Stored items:

□ □ □ □ □ □ □

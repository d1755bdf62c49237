//! Write-through settings cache over a single [`SettingsBackend`].

use std::collections::BTreeMap;

use futures::future::{ready, Ready};

use super::backend::{BackendKind, SettingsBackend, StorageError};
use crate::log_once::{LogOnce, LogSeverity};

/// User-facing warning emitted the first time any storage operation is denied.
pub const STORAGE_DENIED_WARNING: &str = "Couldn't access settings, are cookies disabled?";

/// In-memory view of named settings backed by one persistent store.
///
/// The backend is fixed at construction. Reads against a local store miss through once per name
/// and cache the answer (absence included); a synchronized store is never read per name, its
/// values reach the cache through [`SettingsCache::seed`] or writes. Nothing is invalidated when
/// the store changes behind the cache's back.
#[derive(Debug)]
pub struct SettingsCache<B> {
    backend: B,
    entries: BTreeMap<String, Option<String>>,
    log: LogOnce,
}

impl<B: SettingsBackend> SettingsCache<B> {
    /// Creates an empty cache over `backend`.
    pub fn new(backend: B) -> Self {
        Self {
            backend,
            entries: BTreeMap::new(),
            log: LogOnce::new(),
        }
    }

    /// Kind of the active backing store.
    pub fn backend_kind(&self) -> BackendKind {
        self.backend.kind()
    }

    /// Borrows the active backing store.
    pub fn backend(&self) -> &B {
        &self.backend
    }

    /// Storage warnings logged so far.
    pub fn logged_messages(&self) -> &[String] {
        self.log.emitted()
    }

    /// Drops every cached entry. The returned future is already resolved.
    pub fn initialize(&mut self) -> Ready<()> {
        self.entries.clear();
        ready(())
    }

    /// Populates the cache from a store snapshot without writing anything back.
    pub fn seed<I, K, V>(&mut self, snapshot: I)
    where
        I: IntoIterator<Item = (K, V)>,
        K: Into<String>,
        V: Into<String>,
    {
        for (name, value) in snapshot {
            self.entries.insert(name.into(), Some(value.into()));
        }
    }

    /// Updates the cached value only. The store is not touched.
    pub fn set(&mut self, name: &str, value: Option<&str>) {
        self.entries.insert(name.to_string(), value.map(str::to_string));
    }

    /// Caches `value` and writes it through to the store, unless it is already cached.
    ///
    /// # Errors
    ///
    /// Returns store failures other than [`StorageError::AccessDenied`].
    pub fn write(&mut self, name: &str, value: &str) -> Result<(), StorageError> {
        if matches!(self.entries.get(name), Some(Some(cached)) if cached == value) {
            return Ok(());
        }
        self.entries.insert(name.to_string(), Some(value.to_string()));

        let result = match self.backend.kind() {
            BackendKind::Synchronized => {
                let snapshot: Vec<(&str, &str)> = self
                    .entries
                    .iter()
                    .filter_map(|(k, v)| v.as_deref().map(|v| (k.as_str(), v)))
                    .collect();
                self.backend.set(&snapshot)
            }
            BackendKind::Local => self.backend.set(&[(name, value)]),
        };
        self.absorb_denied(result, || format!("set({name}, {value})"))
            .map(|_| ())
    }

    /// Returns the value for `name`, falling back to `default` when none is stored.
    ///
    /// # Errors
    ///
    /// Returns store failures other than [`StorageError::AccessDenied`].
    pub fn read(
        &mut self,
        name: &str,
        default: Option<&str>,
    ) -> Result<Option<String>, StorageError> {
        let value = match self.entries.get(name).cloned() {
            Some(cached) => cached,
            None if self.backend.kind() == BackendKind::Synchronized => None,
            None => {
                let fetched = self
                    .absorb_denied(self.backend.get(name), || format!("get({name})"))?
                    .flatten();
                self.entries.insert(name.to_string(), fetched.clone());
                fetched
            }
        };
        Ok(value.or_else(|| default.map(str::to_string)))
    }

    /// Forgets `name` and removes it from the store.
    ///
    /// The next read against a local store fetches again, so a value written by another tab in
    /// between becomes visible.
    ///
    /// # Errors
    ///
    /// Returns store failures other than [`StorageError::AccessDenied`].
    pub fn erase(&mut self, name: &str) -> Result<(), StorageError> {
        self.entries.remove(name);
        let result = self.backend.remove(name);
        self.absorb_denied(result, || format!("remove({name})"))
            .map(|_| ())
    }

    /// Turns an access-denied failure into `Ok(None)` after logging it once.
    fn absorb_denied<T>(
        &mut self,
        result: Result<T, StorageError>,
        operation: impl FnOnce() -> String,
    ) -> Result<Option<T>, StorageError> {
        match result {
            Ok(value) => Ok(Some(value)),
            Err(StorageError::AccessDenied(reason)) => {
                self.log.log(STORAGE_DENIED_WARNING, LogSeverity::Warn);
                self.log.log(
                    &format!("'{}' failed: {reason}", operation()),
                    LogSeverity::Debug,
                );
                Ok(None)
            }
            Err(err) => Err(err),
        }
    }
}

□ □ □ □ □ □ □

Once you find the string "snapshot" in a line of the records, copy that line.

    /// Populates the cache from a store snapshot without writing anything back.
    pub fn seed<I, K, V>(&mut self, snapshot: I)
        for (name, value) in snapshot {
                let snapshot: Vec<(&str, &str)> = self
                self.backend.set(&snapshot)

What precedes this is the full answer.